There are many more opportunities, well outside of government programs, to defer debt and other obligations – if you need the cash to live on, or just want an extra cushion these days. Here are some things I’m looking at, and you should too:

  • Non-qualifying mortgage relief: I have two mortgages that are not government backed and therefore don’t automatically qualify for deferral. No matter: I know that these lenders are already anticipating inquiries and have asked both for deferrals. It’s a long shot but could save me tens of thousands over the next 6-8 months, so it’s more than worth asking about.
  • Rent Deferrals: the owner of the company I work for is paying $15k a month in rent. A four-month deferral would give him a $60k cushion that he can use to pay his employees if his clients are late in their payments while they wait for their rescue packages. Do you think I’m going to ask for a deferral?
  • Property Tax Deferrals: I live in California and owe $11,000 in property taxes in two weeks. No amnesty on late fees has been announced:  but who knows how dire things will be by April 10 (the deadline)? Until then, I am standing by in case any relief programs are announced.
  • Credit card “click and defer”: Bank of America has a “Defer” button prominently displayed when you check your credit card balances. I clicked it once and BAM!, my application was submitted. Who knows how many other banks have this option? Admittedly, I don’t know the terms yet but it sure is easy to apply.

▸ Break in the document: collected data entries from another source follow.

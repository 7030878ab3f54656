use super::{BlobStore, BlobStoreError};
use async_trait::async_trait;
use aws_sdk_s3::config::{Credentials, Region};
use aws_sdk_s3::Client;
use tracing::warn;

/// `BlobStore` backed by an S3-compatible object store — MinIO in
/// production, any real
/// S3 endpoint in principle.
pub struct S3BlobStore {
    client: Client,
    bucket: String,
}

impl S3BlobStore {
    pub async fn connect(
        endpoint: &str,
        access_key_id: &str,
        secret_access_key: &str,
        use_ssl: bool,
        bucket: String,
    ) -> Result<Self, BlobStoreError> {
        let scheme = if use_ssl { "https" } else { "http" };
        let credentials = Credentials::new(access_key_id, secret_access_key, None, None, "static");
        let config = aws_sdk_s3::Config::builder()
            .region(Region::new("us-east-1"))
            .endpoint_url(format!("{scheme}://{endpoint}"))
            .credentials_provider(credentials)
            .force_path_style(true)
            .build();
        let client = Client::from_conf(config);

        client
            .head_bucket()
            .bucket(&bucket)
            .send()
            .await
            .map_err(|e| BlobStoreError::Connect(e.to_string()))?;

        Ok(Self { client, bucket })
    }
}

#[async_trait]
impl BlobStore for S3BlobStore {
    async fn put(&self, key: &str, data: Vec<u8>) -> Result<(), BlobStoreError> {
        self.client
            .put_object()
            .bucket(&self.bucket)
            .key(key)
            .body(data.into())
            .send()
            .await
            .map_err(|e| BlobStoreError::Operation(e.to_string()))?;
        Ok(())
    }

    async fn remove_with_prefix(&self, prefix: &str) -> Result<(), BlobStoreError> {
        let mut continuation_token = None;
        loop {
            let mut request = self
                .client
                .list_objects_v2()
                .bucket(&self.bucket)
                .prefix(prefix);
            if let Some(token) = continuation_token.take() {
                request = request.continuation_token(token);
            }
            let resp = request
                .send()
                .await
                .map_err(|e| BlobStoreError::Operation(e.to_string()))?;

            let keys: Vec<_> = resp
                .contents()
                .iter()
                .filter_map(|o| o.key().map(|k| k.to_string()))
                .collect();

            for key in keys {
                if let Err(err) = self
                    .client
                    .delete_object()
                    .bucket(&self.bucket)
                    .key(&key)
                    .send()
                    .await
                {
                    warn!(%key, %err, "failed to delete blob, will retry next recycle tick");
                    return Err(BlobStoreError::Operation(err.to_string()));
                }
            }

            if resp.is_truncated().unwrap_or(false) {
                continuation_token = resp.next_continuation_token().map(|s| s.to_string());
            } else {
                break;
            }
        }
        Ok(())
    }
}
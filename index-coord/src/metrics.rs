//! Prometheus metrics registration and HTTP exposition, mirroring the
//! teacher's `metrics::register_all()` + `poem::endpoint::PrometheusExporter`
//! pairing (`cloud-component-service/src/server.rs`).

use prometheus::{IntCounterVec, IntGaugeVec, Opts, Registry};

pub struct Metrics {
    pub registry: Registry,
    pub tasks_assigned_total: IntCounterVec,
    pub tasks_finished_total: IntCounterVec,
    pub live_workers: IntGaugeVec,
}

pub fn register_all() -> Metrics {
    let registry = Registry::new();

    let tasks_assigned_total = IntCounterVec::new(
        Opts::new("index_coord_tasks_assigned_total", "Tasks dispatched to a worker"),
        &["node_id"],
    )
    .expect("metric options are static and valid");
    registry
        .register(Box::new(tasks_assigned_total.clone()))
        .expect("metric name is unique");

    let tasks_finished_total = IntCounterVec::new(
        Opts::new("index_coord_tasks_finished_total", "Tasks observed finishing, by outcome"),
        &["outcome"],
    )
    .expect("metric options are static and valid");
    registry
        .register(Box::new(tasks_finished_total.clone()))
        .expect("metric name is unique");

    let live_workers = IntGaugeVec::new(
        Opts::new("index_coord_live_workers", "Currently registered worker count"),
        &["cluster"],
    )
    .expect("metric options are static and valid");
    registry
        .register(Box::new(live_workers.clone()))
        .expect("metric name is unique");

    let _ = registry.register(Box::new(prometheus::process_collector::ProcessCollector::for_self()));

    Metrics {
        registry,
        tasks_assigned_total,
        tasks_finished_total,
        live_workers,
    }
}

To sum it up, despite what Dave Ramsey might say, it’s actually a pretty good time to be in debt. Mortgages, student loans, credit card payments, even rent commitments are all up for grabs. So much so that when this is over, maintaining an emergency fund and low debt levels may look hopelessly dated.

In effect, we seem to have entered a period where debtors as a class are “too big to fail”, and when times are tough, Uncle Sam is prepared to rush in with a bail-out. Let’s not worry about the long-term consequences of this on consumer behavior (that’s for another post) – times are scary, and you’d be crazy not to take advantage of these benefits to the fullest extent possible.

The above is meant to just provide an initial summary of possible COVID-related benefits. Please talk to your accountant and lenders to see if they apply to you.